У дайханина повело рот на сторону, дёрнулась щека.
— Одни новости у нас, бай-ага: голодаем.
— Это не новости, — пренебрежительно хмыкнул Бекмурад-бай. — Таких новостей у меня возле кибитки целый стог сложен — все нынче голодают.
— Земли твои расширились, — сказал дайханин, — одним краем в наши упёрлись. Пришёл спросить: не купишь ли у меня немного земли.
— Купить можно, — Бекмурад-бай тылом ладони обтёр усы, подумал и налил ещё пиалу чаю. — Отчего не купить, если продают. Всю землю будешь продавать?
— Часть продам. А там — видно будет.
— Большую часть?
— Четыре танапа.
— Зря дробишь, — сказал Бекмурад-бай. — Чем по кускам продавать, лучше всё сразу продать и купить побольше пшеницы и джугары.
— Сердце как-то не решается, бай-ага, — виновато улыбнулся дайханин. — Трудно сразу от всей земли отказаться.
— Ну вот, когда сердце твоё решится, тогда и мне скажешь.
Дайханин испугался:
— А эту не купишь?
— Куплю! — успокоил его Бекмурад-бай. — Советую всю продать для твоей же пользы: пшеница с каждым днём дорожает — сейчас больше на вырученные деньги купишь, чем потом.
Вошёл, постукивая посохом, Аннагельды-уста, поздоровался. Бекмурад-бай опрокинул чайник над пиалой, протянул её старику, заметив, что последний из чайника чай — для хорошего человека.
Аннагельды-уста закряхтел, усаживаясь, выпил глоток. Глядя перед собой слезящимися глазами, сказал:
— Мало осталось хороших людей. — И, не пояснив свою мысль, добавил. — Землю свою пришёл тебе предложить, Бекмурад-бай. Если не продам оставшуюся землицу, с голоду пропаду. Да и тебе сподручней: мой участок среди твоей земли — как пупок посреди живота торчит. Забирай её — и дело с концом.
— А как же ты совсем без земли? — посочувствовал Бекмурад-бай.

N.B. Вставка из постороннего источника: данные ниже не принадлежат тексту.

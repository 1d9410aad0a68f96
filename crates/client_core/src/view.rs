//! View binding: the display regions the controller writes to, injected at construction.

use std::{
    collections::BTreeSet,
    sync::{Arc, Mutex, MutexGuard, PoisonError},
};

use shared::domain::Track;

use crate::error::NoticeKind;

pub const HIDDEN_CLASS: &str = "hidden";
pub const VISIBLE_CLASS: &str = "visible";
pub const TRACK_CLASS: &str = "track";
/// Link target that opens the track in a new browsing context.
pub const NEW_BROWSING_CONTEXT: &str = "_blank";

/// One rendered entry of the music list.
#[derive(Debug, Clone, PartialEq, Eq)]
pub struct TrackEntry {
    pub href: String,
    pub target: String,
    pub class_name: String,
    pub image_src: String,
    pub image_alt: String,
    pub name: String,
    pub artist: String,
}

impl TrackEntry {
    pub fn from_track(track: &Track) -> Self {
        Self {
            href: track.url.clone(),
            target: NEW_BROWSING_CONTEXT.to_string(),
            class_name: TRACK_CLASS.to_string(),
            image_src: track.album_art.clone(),
            image_alt: format!("Album art for {}", track.name),
            name: track.name.clone(),
            artist: track.artist.clone(),
        }
    }
}

/// Handle to a single display element.
pub trait Element: Send + Sync {
    fn text(&self) -> String;
    fn set_text(&self, text: &str);
    /// Current value of an input element.
    fn value(&self) -> String;
    fn set_value(&self, value: &str);
    fn add_class(&self, class: &str);
    fn remove_class(&self, class: &str);
    fn has_class(&self, class: &str) -> bool;
    fn is_disabled(&self) -> bool;
    fn set_disabled(&self, disabled: bool);
    fn clear_entries(&self);
    fn append_entry(&self, entry: TrackEntry);
    fn entries(&self) -> Vec<TrackEntry>;
}

/// Presents a failure notice to the user.
pub trait Notifier: Send + Sync {
    fn notify(&self, notice: NoticeKind);
}

#[derive(Debug, Default)]
struct ElementState {
    text: String,
    value: String,
    classes: BTreeSet<String>,
    disabled: bool,
    entries: Vec<TrackEntry>,
}

#[derive(Debug, Default)]
pub struct MemoryElement {
    state: Mutex<ElementState>,
}

impl MemoryElement {
    pub fn new() -> Self {
        Self::default()
    }

    pub fn with_classes(classes: &[&str]) -> Self {
        let element = Self::new();
        for class in classes {
            element.add_class(class);
        }
        element
    }

    fn state(&self) -> MutexGuard<'_, ElementState> {
        self.state.lock().unwrap_or_else(PoisonError::into_inner)
    }
}

impl Element for MemoryElement {
    fn text(&self) -> String {
        self.state().text.clone()
    }

    fn set_text(&self, text: &str) {
        self.state().text = text.to_string();
    }

    fn value(&self) -> String {
        self.state().value.clone()
    }

    fn set_value(&self, value: &str) {
        self.state().value = value.to_string();
    }

    fn add_class(&self, class: &str) {
        self.state().classes.insert(class.to_string());
    }

    fn remove_class(&self, class: &str) {
        self.state().classes.remove(class);
    }

    fn has_class(&self, class: &str) -> bool {
        self.state().classes.contains(class)
    }

    fn is_disabled(&self) -> bool {
        self.state().disabled
    }

    fn set_disabled(&self, disabled: bool) {
        self.state().disabled = disabled;
    }

    fn clear_entries(&self) {
        self.state().entries.clear();
    }

    fn append_entry(&self, entry: TrackEntry) {
        self.state().entries.push(entry);
    }

    fn entries(&self) -> Vec<TrackEntry> {
        self.state().entries.clone()
    }
}

/// Element handles for the mood form and its two result regions.
#[derive(Clone)]
pub struct ViewBindings {
    pub mood_text: Arc<dyn Element>,
    pub submit_button: Arc<dyn Element>,
    pub button_text: Arc<dyn Element>,
    pub spinner: Arc<dyn Element>,
    pub result_container: Arc<dyn Element>,
    pub detected_emotion: Arc<dyn Element>,
    pub recommended_quote: Arc<dyn Element>,
    pub music_container: Arc<dyn Element>,
    pub music_list: Arc<dyn Element>,
}

impl ViewBindings {
    /// Initial page state: idle button, spinner and both result regions hidden.
    pub fn in_memory() -> Self {
        Self {
            mood_text: Arc::new(MemoryElement::new()),
            submit_button: Arc::new(MemoryElement::new()),
            button_text: Arc::new(MemoryElement::new()),
            spinner: Arc::new(MemoryElement::with_classes(&[HIDDEN_CLASS])),
            result_container: Arc::new(MemoryElement::with_classes(&[HIDDEN_CLASS])),
            detected_emotion: Arc::new(MemoryElement::new()),
            recommended_quote: Arc::new(MemoryElement::new()),
            music_container: Arc::new(MemoryElement::with_classes(&[HIDDEN_CLASS])),
            music_list: Arc::new(MemoryElement::new()),
        }
    }

    pub fn is_busy(&self) -> bool {
        self.submit_button.is_disabled() || !self.spinner.has_class(HIDDEN_CLASS)
    }

    pub fn result_shown(&self) -> bool {
        !self.result_container.has_class(HIDDEN_CLASS)
    }

    pub fn music_shown(&self) -> bool {
        !self.music_container.has_class(HIDDEN_CLASS)
    }
}
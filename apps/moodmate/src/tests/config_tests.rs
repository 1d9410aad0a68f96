use super::{load_settings_with, Settings};

use std::{
    collections::HashMap,
    env, fs,
    path::PathBuf,
    time::{SystemTime, UNIX_EPOCH},
};

fn no_env(_: &str) -> Option<String> {
    None
}

fn temp_config(label: &str, contents: &str) -> PathBuf {
    let suffix = SystemTime::now()
        .duration_since(UNIX_EPOCH)
        .expect("clock")
        .as_nanos();
    let path = env::temp_dir().join(format!("moodmate_config_{label}_{suffix}.toml"));
    fs::write(&path, contents).expect("write config");
    path
}

#[test]
fn file_values_override_defaults() {
    let path = temp_config(
        "file_values",
        "server_url = \"http://mood.local:8080\"\nsession_cookie = \"session=abc\"\n",
    );

    let settings = load_settings_with(Some(&path), no_env).expect("settings");

    assert_eq!(settings.server_url, "http://mood.local:8080");
    assert_eq!(settings.session_cookie.as_deref(), Some("session=abc"));
    assert_eq!(settings.reveal_delay_ms, Settings::default().reveal_delay_ms);

    fs::remove_file(path).expect("cleanup");
}

#[test]
fn env_overrides_file_and_app_prefix_wins() {
    let path = temp_config(
        "env_overrides",
        "server_url = \"http://from-file:5000\"\nreveal_delay_ms = 25\n",
    );
    let vars: HashMap<&str, &str> = HashMap::from([
        ("MOODMATE_SERVER_URL", "http://from-env:5000"),
        ("APP__SERVER_URL", "http://from-app-env:5000"),
        ("APP__REVEAL_DELAY_MS", "40"),
    ]);

    let settings =
        load_settings_with(Some(&path), |key| vars.get(key).map(|v| v.to_string()))
            .expect("settings");

    assert_eq!(settings.server_url, "http://from-app-env:5000");
    assert_eq!(settings.reveal_delay_ms, 40);

    fs::remove_file(path).expect("cleanup");
}

#[test]
fn unparseable_delay_override_is_ignored() {
    let settings = load_settings_with(None, |key| {
        (key == "APP__REVEAL_DELAY_MS").then(|| "soon".to_string())
    })
    .expect("settings");

    assert_eq!(settings.reveal_delay_ms, 10);
}

#[test]
fn explicit_missing_config_is_an_error() {
    let path = env::temp_dir().join("moodmate_config_test_does_not_exist.toml");

    let err = load_settings_with(Some(&path), no_env).expect_err("must fail");

    assert!(err.to_string().contains("failed to read config file"));
}

#[test]
fn malformed_config_is_an_error() {
    let path = temp_config("malformed", "reveal_delay_ms = \"ten\"\n");

    let err = load_settings_with(Some(&path), no_env).expect_err("must fail");

    assert!(err.to_string().contains("failed to parse config file"));
    fs::remove_file(path).expect("cleanup");
}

Аннагельды-уста махнул иссохшей рукой:
— Мне скоро больше двух аршин земли не понадобится!..
— Смерть чуешь?
— Кто её сегодня не чует!
— Трудно без земли тебе будет, уста-ага.
— Ла хавла[45]! — вздохнул старик.
Бекмурад-бай поднялся.
— Ладно, возьму и твою землю! Заходи как-нибудь вечером, потолкуем насчёт цены — сейчас я тороплюсь.
Возвращаясь домой, Аннагельды-уста остановился у развалин дома, в котором жил когда-да Худайберды-ага. Разорённое человечье гнездо всегда наталкивает на грустные размышления, особенно если ты знаешь, кому оно принадлежало. Всего три раза округлялась луна с тех пор, как его оставил хозяин, и вот уже только ветер шебуршится, как ёж, там, где недавно звучали голоса людей, и тонко пронзительно плачет, разгребая золу навсегда погасшего очага. Старику показалось даже, что не ветер, а ребёнок плачет, и он испуганно плюнул три раза через плечо, отгоняя наваждение,
45
Ла хавла — «нет силы», употребляется в смысле «будь, что будет».